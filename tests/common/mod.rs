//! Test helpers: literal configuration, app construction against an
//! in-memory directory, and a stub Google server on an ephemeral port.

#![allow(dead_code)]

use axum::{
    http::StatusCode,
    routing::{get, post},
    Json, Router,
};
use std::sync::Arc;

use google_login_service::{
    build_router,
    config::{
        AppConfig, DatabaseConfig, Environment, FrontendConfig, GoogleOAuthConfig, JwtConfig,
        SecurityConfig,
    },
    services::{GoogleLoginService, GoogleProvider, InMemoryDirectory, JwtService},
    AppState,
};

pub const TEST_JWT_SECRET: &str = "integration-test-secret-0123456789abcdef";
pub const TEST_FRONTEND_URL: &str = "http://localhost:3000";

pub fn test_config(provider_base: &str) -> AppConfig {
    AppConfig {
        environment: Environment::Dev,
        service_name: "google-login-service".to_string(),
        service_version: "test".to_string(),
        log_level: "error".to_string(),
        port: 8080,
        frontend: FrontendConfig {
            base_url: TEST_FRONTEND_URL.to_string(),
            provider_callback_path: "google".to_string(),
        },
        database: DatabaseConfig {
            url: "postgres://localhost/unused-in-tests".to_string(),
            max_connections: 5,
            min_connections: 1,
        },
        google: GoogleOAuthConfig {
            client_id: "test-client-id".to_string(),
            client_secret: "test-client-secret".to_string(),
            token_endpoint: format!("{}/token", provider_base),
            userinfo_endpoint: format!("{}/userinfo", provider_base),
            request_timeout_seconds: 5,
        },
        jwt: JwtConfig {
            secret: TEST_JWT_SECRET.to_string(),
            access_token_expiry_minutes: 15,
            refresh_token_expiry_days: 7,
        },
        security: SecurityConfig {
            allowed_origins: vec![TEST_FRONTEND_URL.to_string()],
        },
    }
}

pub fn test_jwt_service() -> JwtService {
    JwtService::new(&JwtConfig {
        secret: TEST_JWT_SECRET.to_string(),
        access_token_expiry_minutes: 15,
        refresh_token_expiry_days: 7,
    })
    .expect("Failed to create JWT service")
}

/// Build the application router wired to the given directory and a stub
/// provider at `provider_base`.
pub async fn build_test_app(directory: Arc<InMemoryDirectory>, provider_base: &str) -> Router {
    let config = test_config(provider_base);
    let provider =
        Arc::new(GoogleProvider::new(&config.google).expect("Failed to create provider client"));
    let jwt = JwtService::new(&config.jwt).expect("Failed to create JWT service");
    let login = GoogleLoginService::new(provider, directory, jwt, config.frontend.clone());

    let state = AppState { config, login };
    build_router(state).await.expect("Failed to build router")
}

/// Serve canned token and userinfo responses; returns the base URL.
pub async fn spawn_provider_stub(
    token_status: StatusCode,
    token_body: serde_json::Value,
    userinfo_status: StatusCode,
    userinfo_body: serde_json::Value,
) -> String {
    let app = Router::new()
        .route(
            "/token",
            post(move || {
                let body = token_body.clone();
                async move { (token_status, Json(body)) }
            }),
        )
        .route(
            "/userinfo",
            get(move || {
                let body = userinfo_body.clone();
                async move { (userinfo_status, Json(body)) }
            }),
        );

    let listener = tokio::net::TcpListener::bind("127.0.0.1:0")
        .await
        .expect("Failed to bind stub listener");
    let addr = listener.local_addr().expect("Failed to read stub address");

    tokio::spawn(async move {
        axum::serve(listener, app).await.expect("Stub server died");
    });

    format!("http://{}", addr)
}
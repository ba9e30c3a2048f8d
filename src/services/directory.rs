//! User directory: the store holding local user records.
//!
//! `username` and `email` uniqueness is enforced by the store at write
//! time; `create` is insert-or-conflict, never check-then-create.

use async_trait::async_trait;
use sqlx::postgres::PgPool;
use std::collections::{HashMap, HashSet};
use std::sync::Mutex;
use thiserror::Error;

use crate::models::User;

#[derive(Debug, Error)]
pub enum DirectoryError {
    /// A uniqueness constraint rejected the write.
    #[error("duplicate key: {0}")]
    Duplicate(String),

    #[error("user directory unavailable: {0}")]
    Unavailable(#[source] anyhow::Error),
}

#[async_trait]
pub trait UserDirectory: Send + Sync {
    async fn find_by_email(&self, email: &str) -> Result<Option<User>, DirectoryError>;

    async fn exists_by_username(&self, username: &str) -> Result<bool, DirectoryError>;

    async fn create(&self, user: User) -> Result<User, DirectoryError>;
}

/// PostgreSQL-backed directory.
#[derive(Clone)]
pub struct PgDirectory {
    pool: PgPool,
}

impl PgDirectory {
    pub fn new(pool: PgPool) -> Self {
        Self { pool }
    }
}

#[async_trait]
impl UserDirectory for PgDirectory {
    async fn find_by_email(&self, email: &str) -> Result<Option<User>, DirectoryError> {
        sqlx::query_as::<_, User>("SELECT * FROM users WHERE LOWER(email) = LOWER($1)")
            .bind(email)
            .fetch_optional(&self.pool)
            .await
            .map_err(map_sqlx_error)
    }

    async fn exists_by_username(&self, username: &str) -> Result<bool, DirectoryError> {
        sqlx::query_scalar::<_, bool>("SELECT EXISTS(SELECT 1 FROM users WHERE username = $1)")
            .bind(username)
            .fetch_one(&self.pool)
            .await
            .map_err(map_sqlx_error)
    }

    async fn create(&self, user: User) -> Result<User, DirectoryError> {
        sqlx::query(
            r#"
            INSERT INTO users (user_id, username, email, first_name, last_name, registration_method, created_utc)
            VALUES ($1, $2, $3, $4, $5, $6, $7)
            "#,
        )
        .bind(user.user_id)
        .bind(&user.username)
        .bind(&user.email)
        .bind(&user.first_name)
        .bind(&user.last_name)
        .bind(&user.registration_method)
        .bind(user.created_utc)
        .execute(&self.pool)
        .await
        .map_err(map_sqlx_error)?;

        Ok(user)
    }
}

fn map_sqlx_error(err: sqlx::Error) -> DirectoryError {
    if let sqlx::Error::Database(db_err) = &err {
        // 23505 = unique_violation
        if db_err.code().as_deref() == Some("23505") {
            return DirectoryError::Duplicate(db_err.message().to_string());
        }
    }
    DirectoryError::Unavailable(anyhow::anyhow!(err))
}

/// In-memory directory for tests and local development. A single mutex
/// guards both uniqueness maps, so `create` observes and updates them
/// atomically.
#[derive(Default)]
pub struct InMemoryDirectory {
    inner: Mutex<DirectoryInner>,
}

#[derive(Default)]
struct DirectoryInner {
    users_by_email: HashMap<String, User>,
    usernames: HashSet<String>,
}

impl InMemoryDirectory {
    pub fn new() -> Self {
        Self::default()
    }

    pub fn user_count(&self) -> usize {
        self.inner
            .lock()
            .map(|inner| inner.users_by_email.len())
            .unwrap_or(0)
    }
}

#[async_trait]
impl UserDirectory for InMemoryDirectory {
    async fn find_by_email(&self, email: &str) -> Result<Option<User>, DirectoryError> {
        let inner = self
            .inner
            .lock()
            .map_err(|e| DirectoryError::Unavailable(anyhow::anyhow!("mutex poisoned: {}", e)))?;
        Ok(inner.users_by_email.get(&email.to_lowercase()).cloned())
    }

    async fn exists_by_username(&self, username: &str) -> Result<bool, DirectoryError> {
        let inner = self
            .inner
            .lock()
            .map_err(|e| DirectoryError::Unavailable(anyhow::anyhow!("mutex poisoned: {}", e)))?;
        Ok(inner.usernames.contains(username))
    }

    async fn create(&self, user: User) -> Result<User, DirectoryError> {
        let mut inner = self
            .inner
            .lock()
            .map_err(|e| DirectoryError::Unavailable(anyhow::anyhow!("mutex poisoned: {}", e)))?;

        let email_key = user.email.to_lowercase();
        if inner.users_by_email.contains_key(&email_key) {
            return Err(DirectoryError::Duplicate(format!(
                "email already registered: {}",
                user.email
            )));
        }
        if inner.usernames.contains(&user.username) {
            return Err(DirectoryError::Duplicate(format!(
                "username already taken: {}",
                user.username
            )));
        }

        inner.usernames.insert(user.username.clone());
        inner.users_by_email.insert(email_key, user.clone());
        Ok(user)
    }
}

● **ACTION ITEM**
List every line above that contains the word "SecurityConfig".

● **SOLUTION FOR THIS TASK**
        SecurityConfig,
        security: SecurityConfig {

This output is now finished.